**Activity**
Copy out each line of the data below in which the string "rejected" appears.

**Given entries**

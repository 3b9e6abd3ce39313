use std::io::{self, BufRead, Write};

use logger::{Color, Logger};

use crate::{
    commands::{CommandError, Reply, ShellCommand},
    types::{emulation::TrafficEmulation, store::FlightStore},
};

pub const PROMPT: &str = "ri-cli>>> ";

/// Interactive session over one emulation. Every command and every error is
/// written to the session log when there is one.
pub struct Shell<S: FlightStore> {
    emulation: TrafficEmulation<S>,
    logger: Option<Logger>,
}

impl<S: FlightStore> Shell<S> {
    pub fn new(emulation: TrafficEmulation<S>, logger: Option<Logger>) -> Self {
        Shell { emulation, logger }
    }

    /// Reads commands until `quit` or end of input. Failed commands are
    /// reported and the session goes on.
    pub fn run(&mut self, input: impl BufRead, mut output: impl Write) -> io::Result<()> {
        writeln!(output, "Start interactive session...")?;

        let mut lines = input.lines();
        loop {
            write!(output, "{}", PROMPT)?;
            output.flush()?;

            let line = match lines.next() {
                Some(line) => line?,
                None => {
                    writeln!(output)?;
                    break;
                }
            };

            match self.handle_line(&line) {
                Ok(None) => {}
                Ok(Some(reply)) => {
                    for warning in reply.warnings() {
                        self.log_warn(&warning);
                        writeln!(output, "{}", warning)?;
                    }
                    match reply.render(true) {
                        Ok(text) => writeln!(output, "{}", text)?,
                        Err(e) => self.report(&mut output, &e)?,
                    }
                    if matches!(reply, Reply::Quit) {
                        break;
                    }
                }
                Err(e) => self.report(&mut output, &e)?,
            }
        }

        self.log_info("session closed", Color::Blue);
        Ok(())
    }

    /// Parses and runs one line. A blank line yields `Ok(None)`.
    pub fn handle_line(&mut self, line: &str) -> Result<Option<Reply>, CommandError> {
        let command = match ShellCommand::parse(line)? {
            Some(command) => command,
            None => return Ok(None),
        };
        self.log_info(&command.describe(), Color::Cyan);

        command.execute(&mut self.emulation).map(Some)
    }

    fn report(&self, output: &mut impl Write, error: &CommandError) -> io::Result<()> {
        if let Some(logger) = &self.logger {
            let kind = match error {
                CommandError::Flight { source, .. } | CommandError::Route(source) => source.kind(),
                _ => "command",
            };
            let _ = logger.error(&format!("{} ({})", error, kind), false);
        }
        writeln!(output, "Error: {}", error)
    }

    fn log_info(&self, message: &str, color: Color) {
        if let Some(logger) = &self.logger {
            let _ = logger.info(message, color, false);
        }
    }

    fn log_warn(&self, message: &str) {
        if let Some(logger) = &self.logger {
            let _ = logger.warn(message, false);
        }
    }
}
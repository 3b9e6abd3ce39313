use std::collections::BTreeMap;

use chrono::NaiveDateTime;

use super::{
    flight_record::{FlightDocument, FlightRecord},
    route,
    route_error::RouteError,
};

/// The flights in the air at one instant, plus the flights that could not be
/// evaluated. Flights in transit keep the document they were stored as.
#[derive(Debug)]
pub struct AirspaceSnapshot {
    pub at: NaiveDateTime,
    pub in_transit: BTreeMap<String, FlightDocument>,
    pub rejected: Vec<(String, RouteError)>,
}

impl AirspaceSnapshot {
    pub fn new(at: NaiveDateTime) -> Self {
        AirspaceSnapshot {
            at,
            in_transit: BTreeMap::new(),
            rejected: Vec::new(),
        }
    }

    /// Records a flight skipped by the query.
    pub fn reject(&mut self, number: &str, error: RouteError) {
        self.rejected.push((number.to_string(), error));
    }

    pub fn flight_numbers(&self) -> Vec<&str> {
        self.in_transit.keys().map(String::as_str).collect()
    }
}

/// Whether the flight has departed and not yet arrived at `at`. Both ends are
/// exclusive.
pub fn is_in_transit(record: &FlightRecord, at: NaiveDateTime) -> Result<bool, RouteError> {
    let arrival = route::total_arrival_time(record)?;
    Ok(record.start < at && at < arrival)
}

/// Filters stored documents down to the ones in the air at `at`. A document
/// that cannot be decoded, or whose arrival cannot be computed, lands in the
/// rejection list.
pub fn flights_in_transit(
    documents: impl IntoIterator<Item = (String, FlightDocument)>,
    at: NaiveDateTime,
) -> AirspaceSnapshot {
    let mut snapshot = AirspaceSnapshot::new(at);

    for (number, document) in documents {
        let in_transit = FlightRecord::try_from(document.clone())
            .and_then(|record| is_in_transit(&record, at));
        match in_transit {
            Ok(true) => {
                snapshot.in_transit.insert(number, document);
            }
            Ok(false) => {}
            Err(error) => snapshot.reject(&number, error),
        }
    }

    snapshot
}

**Finished task**
    pub rejected: Vec<(String, RouteError)>,
            rejected: Vec::new(),
        self.rejected.push((number.to_string(), error));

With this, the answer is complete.